───── Source material ─────

use std::any::Any;
use std::fmt::Debug;

use argshape_engine::Value;

use crate::error::{DeclarationError, ShapeError};
use crate::reflect::{FieldDescriptor, Metadata, ShapeInfo, Values};
use crate::types::{FieldType, TypeExpr};

#[cfg(feature = "tracing_debug")]
use tracing::debug;

/// One parameter of a [`Signature`].
#[derive(Debug, Clone)]
pub struct Param {
    name: String,
    annotation: Option<TypeExpr>,
    default: Option<Value>,
    metadata: Metadata,
}

impl Param {
    /// Declare a parameter without a type annotation.
    pub fn new(name: impl Into<String>) -> Self {
        Self {
            name: name.into(),
            annotation: None,
            default: None,
            metadata: Metadata::default(),
        }
    }

    /// Annotate the parameter as a `T`.
    pub fn typed<T: FieldType>(self) -> Self {
        self.annotated(T::describe())
    }

    /// Annotate the parameter with an explicit type description.
    pub fn annotated(mut self, annotation: TypeExpr) -> Self {
        self.annotation.replace(annotation);
        self
    }

    /// Set the default.
    /// Every parse receives its own copy.
    pub fn default<T: Any + Clone + PartialEq + Debug>(mut self, value: T) -> Self {
        self.default.replace(Value::new(value));
        self
    }

    /// Set the metadata.
    pub fn metadata(mut self, metadata: Metadata) -> Self {
        self.metadata = metadata;
        self
    }

    /// The parameter name.
    pub fn name(&self) -> &str {
        &self.name
    }
}

/// The parameter list of a callable, described at runtime.
///
/// ### Example
/// ```
/// use argshape::{Param, Signature};
///
/// let shape = Signature::new("ls")
///     .param(Param::new("paths").typed::<Vec<String>>())
///     .param(Param::new("all").typed::<bool>().default(false))
///     .shape()
///     .unwrap();
///
/// assert_eq!(shape.name(), "LsArgs");
/// assert_eq!(shape.fields().len(), 2);
/// ```
#[derive(Debug, Clone)]
pub struct Signature {
    name: String,
    params: Vec<Param>,
}

impl Signature {
    /// Describe the callable with the given name.
    pub fn new(name: impl Into<String>) -> Self {
        Self {
            name: name.into(),
            params: Vec::default(),
        }
    }

    /// Add the next parameter.
    pub fn param(mut self, param: Param) -> Self {
        self.params.push(param);
        self
    }

    /// The callable name.
    pub fn name(&self) -> &str {
        &self.name
    }

    /// The parameters, in order.
    pub fn params(&self) -> &[Param] {
        &self.params
    }

    /// Synthesize the shape of the parameter list.
    ///
    /// When the first parameter is itself a record shape, that shape is used as is.
    pub fn shape(&self) -> Result<ShapeInfo, DeclarationError> {
        let mut annotations = Vec::with_capacity(self.params.len());

        for param in &self.params {
            match &param.annotation {
                Some(annotation) => annotations.push(annotation),
                None => return Err(DeclarationError::MissingAnnotation(param.name.clone())),
            }
        }

        if let Some(shape) = annotations.first().and_then(|a| a.record_shape()) {
            return Ok(shape);
        }

        let mut shape = ShapeInfo::new(format!("{}Args", capitalize(&self.name)));

        for (param, annotation) in self.params.iter().zip(annotations) {
            let mut field = FieldDescriptor::new(param.name.clone(), annotation.clone())
                .with_metadata(param.metadata.clone());

            if let Some(default) = &param.default {
                let default = default.clone();
                field = field.with_default_factory(move || default.clone());
            }

            shape = shape.field(field);
        }

        #[cfg(feature = "tracing_debug")]
        {
            debug!("Synthesized {} from the signature of {}.", shape.name(), self.name);
        }

        Ok(shape)
    }
}

fn capitalize(name: &str) -> String {
    let mut characters = name.chars();

    match characters.next() {
        Some(first) => first
            .to_uppercase()
            .chain(characters.flat_map(char::to_lowercase))
            .collect(),
        None => String::default(),
    }
}

/// A dynamically constructed instance of a shape, used where no Rust type backs the shape.
#[derive(Debug, Clone, PartialEq)]
pub struct Record {
    shape: String,
    fields: Vec<(String, Value)>,
}

impl Record {
    /// Construct the record, in field order.
    ///
    /// A field without a value takes its fallback (see [`FieldDescriptor::fallback`]), else fails with [`ShapeError::MissingField`].
    pub fn from_values(shape: &ShapeInfo, values: &mut Values) -> Result<Self, ShapeError> {
        let mut fields = Vec::with_capacity(shape.fields().len());

        for field in shape.fields() {
            let value = match values.remove(field.name()) {
                Some(value) => value,
                None => field.fallback().ok_or_else(|| ShapeError::MissingField {
                    shape: shape.name().to_string(),
                    field: field.name().to_string(),
                })?,
            };
            fields.push((field.name().to_string(), value));
        }

        Ok(Self {
            shape: shape.name().to_string(),
            fields,
        })
    }

    /// The name of the shape.
    pub fn shape(&self) -> &str {
        &self.shape
    }

    /// The type erased value of `field`.
    pub fn value(&self, field: &str) -> Option<&Value> {
        self.fields
            .iter()
            .find(|(name, _)| name == field)
            .map(|(_, value)| value)
    }

    /// The value of `field` as a `T`.
    pub fn get<T: Any>(&self, field: &str) -> Option<&T> {
        self.value(field).and_then(Value::downcast_ref::<T>)
    }

    /// The field names, in order.
    pub fn names(&self) -> impl Iterator<Item = &str> {
        self.fields.iter().map(|(name, _)| name.as_str())
    }
}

─────

Retype, without any change, every line from the one with "None => field.fallback().ok_or_else(||" to the bottom of the listing.

## Response area
                None => field.fallback().ok_or_else(|| ShapeError::MissingField {
                    shape: shape.name().to_string(),
                    field: field.name().to_string(),
                })?,
            };
            fields.push((field.name().to_string(), value));
        }

        Ok(Self {
            shape: shape.name().to_string(),
            fields,
        })
    }

    /// The name of the shape.
    pub fn shape(&self) -> &str {
        &self.shape
    }

    /// The type erased value of `field`.
    pub fn value(&self, field: &str) -> Option<&Value> {
        self.fields
            .iter()
            .find(|(name, _)| name == field)
            .map(|(_, value)| value)
    }

    /// The value of `field` as a `T`.
    pub fn get<T: Any>(&self, field: &str) -> Option<&T> {
        self.value(field).and_then(Value::downcast_ref::<T>)
    }

    /// The field names, in order.
    pub fn names(&self) -> impl Iterator<Item = &str> {
        self.fields.iter().map(|(name, _)| name.as_str())
    }
}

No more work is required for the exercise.